In general, there was a decade of improved relations between the hemispheres that you didn’t have previously or in the 50s and 60s. It was astonishing, the pro-Nazi support there.
People high up in the government were pro-Nazi and some Argentine officers came back from serving in Italy and were behind Mussolini and Fascism.
Disney always acknowledged the darker side of life in his work and that’s one reason it’s so interesting.
Everybody around him who worked with him commented about how he was always thinking and always talking about how we can use this, tell this story. He understood long before other people that animation is a remarkable medium for sharing ideas. They weren’t just entertaining; people watch them with more open minds. And they made propaganda films. They kept the doors at Disney open that way. The War took a toll on the studio.
I think that when I began this project I wasn’t aware how crucial this trip and its films were to Disney and Walt personally. They were in such tough financial shape I don’t know how they would have stayed open without these films. Then the US entered the war and the government and military descended on the studio and commissioned them to make training and propaganda films.

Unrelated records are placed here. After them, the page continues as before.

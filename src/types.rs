/*
    Copyright © 2023, ParallelChain Lab
    Licensed under the Apache License, Version 2.0: http://www.apache.org/licenses/LICENSE-2.0
*/

//! Types that exist only to store bytes, and do not have any major "active" behavior.

use std::{
    fmt::{self, Debug, Display, Formatter},
    hash::Hash,
};

use borsh::{BorshDeserialize, BorshSerialize};

/// 32-byte cryptographic hash.
///
/// Within this crate, `CryptoHash`-es are encountered in three contexts:
/// 1. State roots, which identify a [`StateId`].
/// 2. Account and slot paths, which are SHA256 hashes of an [`Address`] or [`StorageSlot`] (see
///    [`paths`](crate::paths)).
/// 3. Storage roots and code hashes stored inside an [`Account`]. These can be any 32-byte hash.
#[derive(Clone, Copy, PartialEq, Eq, PartialOrd, Ord, Hash, Default, BorshDeserialize, BorshSerialize)]
pub struct CryptoHash([u8; 32]);

impl CryptoHash {
    /// Create a new `CryptoHash` wrapping `bytes`.
    pub const fn new(bytes: [u8; 32]) -> Self {
        Self(bytes)
    }

    /// Get the inner `[u8; 32]` value of this `CryptoHash`.
    pub const fn bytes(&self) -> [u8; 32] {
        self.0
    }
}

impl Display for CryptoHash {
    fn fmt(&self, f: &mut Formatter<'_>) -> fmt::Result {
        self.0.fmt(f)
    }
}

impl Debug for CryptoHash {
    fn fmt(&self, f: &mut Formatter<'_>) -> fmt::Result {
        self.0.fmt(f)
    }
}

/// 20-byte address of an account.
#[derive(Clone, Copy, PartialEq, Eq, PartialOrd, Ord, Hash, Default, BorshDeserialize, BorshSerialize)]
pub struct Address([u8; 20]);

impl Address {
    /// Create a new `Address` wrapping `bytes`.
    pub const fn new(bytes: [u8; 20]) -> Self {
        Self(bytes)
    }

    /// Get the inner `[u8; 20]` value of this `Address`.
    pub const fn bytes(&self) -> [u8; 20] {
        self.0
    }
}

impl Debug for Address {
    fn fmt(&self, f: &mut Formatter<'_>) -> fmt::Result {
        self.0.fmt(f)
    }
}

/// Number of a block in the canonical chain.
#[derive(Clone, Copy, Debug, PartialEq, Eq, PartialOrd, Ord, Hash, Default, BorshDeserialize, BorshSerialize)]
pub struct BlockNumber(u64);

impl BlockNumber {
    /// Create a new `BlockNumber` with an `int` inner value.
    pub const fn new(int: u64) -> Self {
        Self(int)
    }

    /// Get the inner `u64` value of this `BlockNumber`.
    pub const fn int(&self) -> u64 {
        self.0
    }
}

impl Display for BlockNumber {
    fn fmt(&self, f: &mut Formatter<'_>) -> fmt::Result {
        Display::fmt(&self.0, f)
    }
}

/// Names a specific version of the state: the state after executing the block with `block_number`,
/// whose root is `state_root`.
///
/// Every [`PersistenceReader`](crate::persistence::PersistenceReader) is bound to exactly one
/// `StateId`, and every write batch transitions the store from one `StateId` to another.
#[derive(Clone, Copy, Debug, PartialEq, Eq, Hash, Default, BorshDeserialize, BorshSerialize)]
pub struct StateId {
    pub block_number: BlockNumber,
    pub state_root: CryptoHash,
}

impl StateId {
    pub const fn new(block_number: BlockNumber, state_root: CryptoHash) -> Self {
        Self {
            block_number,
            state_root,
        }
    }
}

/// An account as stored in the flat state.
#[derive(Clone, Copy, Debug, PartialEq, Eq, Default, BorshDeserialize, BorshSerialize)]
pub struct Account {
    pub nonce: u64,
    pub balance: u128,
    pub storage_root: CryptoHash,
    pub code_hash: CryptoHash,
}

/// Index of a 32-byte word in an account's storage.
#[derive(Clone, Copy, PartialEq, Eq, PartialOrd, Ord, Hash, Default, BorshDeserialize, BorshSerialize)]
pub struct StorageSlot([u8; 32]);

impl StorageSlot {
    pub const fn new(bytes: [u8; 32]) -> Self {
        Self(bytes)
    }

    /// Create a `StorageSlot` from a small integer index, encoded big-endian in the last 8 bytes.
    pub fn from_index(index: u64) -> Self {
        let mut bytes = [0u8; 32];
        bytes[24..].copy_from_slice(&index.to_be_bytes());
        Self(bytes)
    }

    pub const fn bytes(&self) -> [u8; 32] {
        self.0
    }
}

impl Debug for StorageSlot {
    fn fmt(&self, f: &mut Formatter<'_>) -> fmt::Result {
        self.0.fmt(f)
    }
}

/// 32-byte word stored at a [`StorageSlot`].
#[derive(Clone, Copy, PartialEq, Eq, Hash, Default, BorshDeserialize, BorshSerialize)]
pub struct SlotValue([u8; 32]);

impl SlotValue {
    pub const fn new(bytes: [u8; 32]) -> Self {
        Self(bytes)
    }

    /// Create a `SlotValue` holding `int`, encoded big-endian in the last 16 bytes.
    pub fn from_u128(int: u128) -> Self {
        let mut bytes = [0u8; 32];
        bytes[16..].copy_from_slice(&int.to_be_bytes());
        Self(bytes)
    }

    pub const fn bytes(&self) -> [u8; 32] {
        self.0
    }
}

impl Debug for SlotValue {
    fn fmt(&self, f: &mut Formatter<'_>) -> fmt::Result {
        self.0.fmt(f)
    }
}

/// Path from the root of a Merkle-Patricia trie to one of its nodes.
///
/// `path` holds up to 64 nibbles packed two per byte, of which only the first `length` are
/// meaningful. Nibbles past `length` are expected to be zero, so that two equal paths always
/// produce equal keys.
#[derive(Clone, Copy, Debug, PartialEq, Eq, Hash, Default, BorshDeserialize, BorshSerialize)]
pub struct TreePath {
    pub path: CryptoHash,
    pub length: u8,
}

impl TreePath {
    /// Maximum number of nibbles in a `TreePath`.
    pub const MAX_LENGTH: u8 = 64;

    /// The empty path, pointing at the root node.
    pub const fn root() -> Self {
        Self {
            path: CryptoHash::new([0u8; 32]),
            length: 0,
        }
    }

    /// Create a `TreePath` out of `nibbles`, each of which must be less than 16.
    ///
    /// Returns `None` if there are more than [`MAX_LENGTH`](Self::MAX_LENGTH) nibbles or if any
    /// nibble is out of range.
    pub fn from_nibbles(nibbles: &[u8]) -> Option<Self> {
        if nibbles.len() > Self::MAX_LENGTH as usize || nibbles.iter().any(|nibble| *nibble > 0x0f) {
            return None;
        }
        let mut bytes = [0u8; 32];
        for (i, nibble) in nibbles.iter().enumerate() {
            if i % 2 == 0 {
                bytes[i / 2] |= nibble << 4;
            } else {
                bytes[i / 2] |= nibble;
            }
        }
        Some(Self {
            path: CryptoHash::new(bytes),
            length: nibbles.len() as u8,
        })
    }
}

/// Opaque hints passed through to the storage engine when opening a write batch.
///
/// The reader cache never interprets these.
#[derive(Clone, Copy, Debug, PartialEq, Eq, Hash, Default)]
pub struct WriteFlags(u8);

impl WriteFlags {
    pub const NONE: WriteFlags = WriteFlags(0);
    /// Skip the write-ahead log. The batch is durable only after the next flush.
    pub const DISABLE_WAL: WriteFlags = WriteFlags(1);
    /// Hint that the batch is part of a long import and may be applied lazily.
    pub const BULK_IMPORT: WriteFlags = WriteFlags(1 << 1);

    pub const fn bits(&self) -> u8 {
        self.0
    }

    pub const fn contains(&self, other: WriteFlags) -> bool {
        self.0 & other.0 == other.0
    }

    pub const fn union(self, other: WriteFlags) -> WriteFlags {
        WriteFlags(self.0 | other.0)
    }
}

/// Process-unique identifier of a [`LeasedReader`](crate::leased_reader::LeasedReader), assigned in
/// creation order.
#[derive(Clone, Copy, Debug, PartialEq, Eq, PartialOrd, Ord, Hash)]
pub struct InstanceId(u64);

impl InstanceId {
    pub const fn new(int: u64) -> Self {
        Self(int)
    }

    pub const fn int(&self) -> u64 {
        self.0
    }
}

impl Display for InstanceId {
    fn fmt(&self, f: &mut Formatter<'_>) -> fmt::Result {
        Display::fmt(&self.0, f)
    }
}
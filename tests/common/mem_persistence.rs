//! A simple, volatile, in-memory implementation of [`Persistence`].
//!
//! Committed state is kept in a copy-on-write map: every reader holds an `Arc` to the map as it was
//! when the reader was opened, and every commit swaps in a new map. Readers therefore never observe
//! writes committed after they were opened.

use std::{
    collections::BTreeMap,
    io,
    sync::{
        atomic::{AtomicBool, AtomicUsize, Ordering},
        Arc, RwLock,
    },
};

use state_reader_cache::{
    persistence::FlatEntry,
    types::{StateId, WriteFlags},
    Persistence, PersistenceError, PersistenceReader, PersistenceWriteBatch,
};

type Table = BTreeMap<Vec<u8>, Vec<u8>>;

/// An in-memory implementation of [`Persistence`].
#[derive(Clone)]
pub(crate) struct MemPersistence(Arc<Inner>);

struct Inner {
    committed: RwLock<(StateId, Arc<Table>)>,
    preimage_mode: bool,
    readers_opened: AtomicUsize,
    readers_released: AtomicUsize,
    fail_next_open: AtomicBool,
}

impl MemPersistence {
    /// Create a new, empty `MemPersistence` at state `genesis`.
    pub(crate) fn new(genesis: StateId) -> MemPersistence {
        Self::with_preimage_mode(genesis, false)
    }

    pub(crate) fn with_preimage_mode(genesis: StateId, preimage_mode: bool) -> MemPersistence {
        MemPersistence(Arc::new(Inner {
            committed: RwLock::new((genesis, Arc::new(Table::new()))),
            preimage_mode,
            readers_opened: AtomicUsize::new(0),
            readers_released: AtomicUsize::new(0),
            fail_next_open: AtomicBool::new(false),
        }))
    }

    /// The latest committed state.
    pub(crate) fn state(&self) -> StateId {
        self.0.committed.read().unwrap().0
    }

    pub(crate) fn readers_opened(&self) -> usize {
        self.0.readers_opened.load(Ordering::SeqCst)
    }

    pub(crate) fn readers_released(&self) -> usize {
        self.0.readers_released.load(Ordering::SeqCst)
    }

    /// Make the next call to `open_reader` fail with an I/O error.
    pub(crate) fn fail_next_open_reader(&self) {
        self.0.fail_next_open.store(true, Ordering::SeqCst);
    }

    /// Write `value` at `key` directly, bypassing write batches and state transitions.
    pub(crate) fn put_raw(&self, key: &[u8], value: &[u8]) {
        let mut committed = self.0.committed.write().unwrap();
        let mut table = Table::clone(&committed.1);
        table.insert(key.to_vec(), value.to_vec());
        committed.1 = Arc::new(table);
    }
}

impl Persistence for MemPersistence {
    type Reader = MemReader;
    type WriteBatch = MemWriteBatch;

    fn open_reader(&self) -> Result<MemReader, PersistenceError> {
        if self.0.fail_next_open.swap(false, Ordering::SeqCst) {
            return Err(PersistenceError::Io(io::Error::new(
                io::ErrorKind::Other,
                "injected open_reader failure",
            )));
        }
        let (state, table) = {
            let committed = self.0.committed.read().unwrap();
            (committed.0, Arc::clone(&committed.1))
        };
        self.0.readers_opened.fetch_add(1, Ordering::SeqCst);
        Ok(MemReader {
            store: Arc::clone(&self.0),
            state,
            table,
        })
    }

    fn open_write_batch(
        &self,
        from: StateId,
        to: StateId,
        _flags: WriteFlags,
    ) -> Result<MemWriteBatch, PersistenceError> {
        let current = self.state();
        if current != from {
            return Err(PersistenceError::StateMismatch {
                expected: from,
                found: current,
            });
        }
        Ok(MemWriteBatch {
            store: Arc::clone(&self.0),
            from,
            to,
            changes: BTreeMap::new(),
        })
    }
}

/// A reader over one committed version of a [`MemPersistence`].
pub(crate) struct MemReader {
    store: Arc<Inner>,
    state: StateId,
    table: Arc<Table>,
}

impl Drop for MemReader {
    fn drop(&mut self) {
        self.store.readers_released.fetch_add(1, Ordering::SeqCst);
    }
}

impl PersistenceReader for MemReader {
    type FlatIterator = std::vec::IntoIter<Result<FlatEntry, PersistenceError>>;

    fn get(&self, key: &[u8]) -> Result<Option<Vec<u8>>, PersistenceError> {
        Ok(self.table.get(key).cloned())
    }

    fn iter_prefix(&self, prefix: &[u8]) -> Result<Self::FlatIterator, PersistenceError> {
        let entries: Vec<Result<FlatEntry, PersistenceError>> = self
            .table
            .range(prefix.to_vec()..)
            .take_while(|(key, _)| key.starts_with(prefix))
            .map(|(key, value)| Ok((key.clone(), value.clone())))
            .collect();
        Ok(entries.into_iter())
    }

    fn current_state(&self) -> StateId {
        self.state
    }

    fn is_preimage_mode(&self) -> bool {
        self.store.preimage_mode
    }
}

/// A simple implementation of [`PersistenceWriteBatch`]. A `None` change is a deletion.
pub(crate) struct MemWriteBatch {
    store: Arc<Inner>,
    from: StateId,
    to: StateId,
    changes: BTreeMap<Vec<u8>, Option<Vec<u8>>>,
}

impl PersistenceWriteBatch for MemWriteBatch {
    fn set(&mut self, key: &[u8], value: &[u8]) {
        self.changes.insert(key.to_vec(), Some(value.to_vec()));
    }

    fn delete(&mut self, key: &[u8]) {
        self.changes.insert(key.to_vec(), None);
    }

    fn is_preimage_mode(&self) -> bool {
        self.store.preimage_mode
    }

    fn commit(self) -> Result<(), PersistenceError> {
        let mut committed = self.store.committed.write().unwrap();
        if committed.0 != self.from {
            return Err(PersistenceError::StateMismatch {
                expected: self.from,
                found: committed.0,
            });
        }
        let mut table = Table::clone(&committed.1);
        for (key, change) in self.changes {
            match change {
                Some(value) => table.insert(key, value),
                None => table.remove(&key),
            };
        }
        *committed = (self.to, Arc::new(table));
        Ok(())
    }
}
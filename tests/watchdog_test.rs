use std::{thread, time::Duration};

use log::LevelFilter;
use state_reader_cache::{PersistenceReader, ReaderCache, ReaderCacheConfig};

mod common;

use crate::common::{logging::setup_logger, mem_persistence::MemPersistence, state};

fn short_leak_warning_config() -> ReaderCacheConfig {
    ReaderCacheConfig::builder()
        .sweep_interval(Duration::from_secs(3600))
        .leak_warning_after(Duration::from_millis(20))
        .build()
}

#[test]
fn long_lived_reader_is_reported() {
    setup_logger(LevelFilter::Trace);

    let persistence = MemPersistence::new(state(0));
    let cache = ReaderCache::new(persistence.clone(), short_leak_warning_config());

    // Hold a lease well past the warning delay.
    let lease = cache.create_reader().unwrap();
    let mut waited = Duration::ZERO;
    while cache.stats().suspected_leaks == 0 {
        assert!(
            waited < Duration::from_secs(10),
            "watchdog did not fire within 10 seconds"
        );
        thread::sleep(Duration::from_millis(10));
        waited += Duration::from_millis(10);
    }

    // The warning is advisory: the reader stays usable.
    assert_eq!(cache.stats().suspected_leaks, 1);
    assert_eq!(lease.current_state(), state(0));
    assert_eq!(persistence.readers_released(), 0);
}

#[test]
fn released_reader_is_not_reported() {
    setup_logger(LevelFilter::Trace);

    let persistence = MemPersistence::new(state(0));
    let cache = ReaderCache::new(persistence.clone(), short_leak_warning_config());

    drop(cache.create_reader().unwrap());
    cache.sweep();
    assert_eq!(persistence.readers_released(), 1);

    thread::sleep(Duration::from_millis(200));
    assert_eq!(cache.stats().suspected_leaks, 0);
}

Those films really run the gamut. One is about an Education for Death about growing up in the Hitler youth and at the other end of the scale, there was the slapstick Der Fuehrer’s Face, where Donald Duck has a nightmare that he is a slave labourer a munitions factory.
Disney was nearly crippled by financial losses during WWII. What happened?
Snow white was the only film that was a huge hit. Pinocchio was not a hit. Ollie Johnson and my father said Americans were too close to war and no one wanted to see a fairy tale about wooden boy. Fantasia was not a hit domestically, but it was successful in Latin America and it wasn’t seen in Europe.
Shortly after September 1939, theatres closed. When Hitler invaded Poland governments started changing their monetary policies and entertainment wasn’t high up on their lists. A lot of theatres just closed.
What did you most appreciate about making the documentary?
The colour 15 mm film to me is a great treasure, the amazing chronochrome erases decades between then and now and it’s so unlike the colour we see today. You can reach out and touch it. And I can talk with my Dad, it’s an astounding feeling.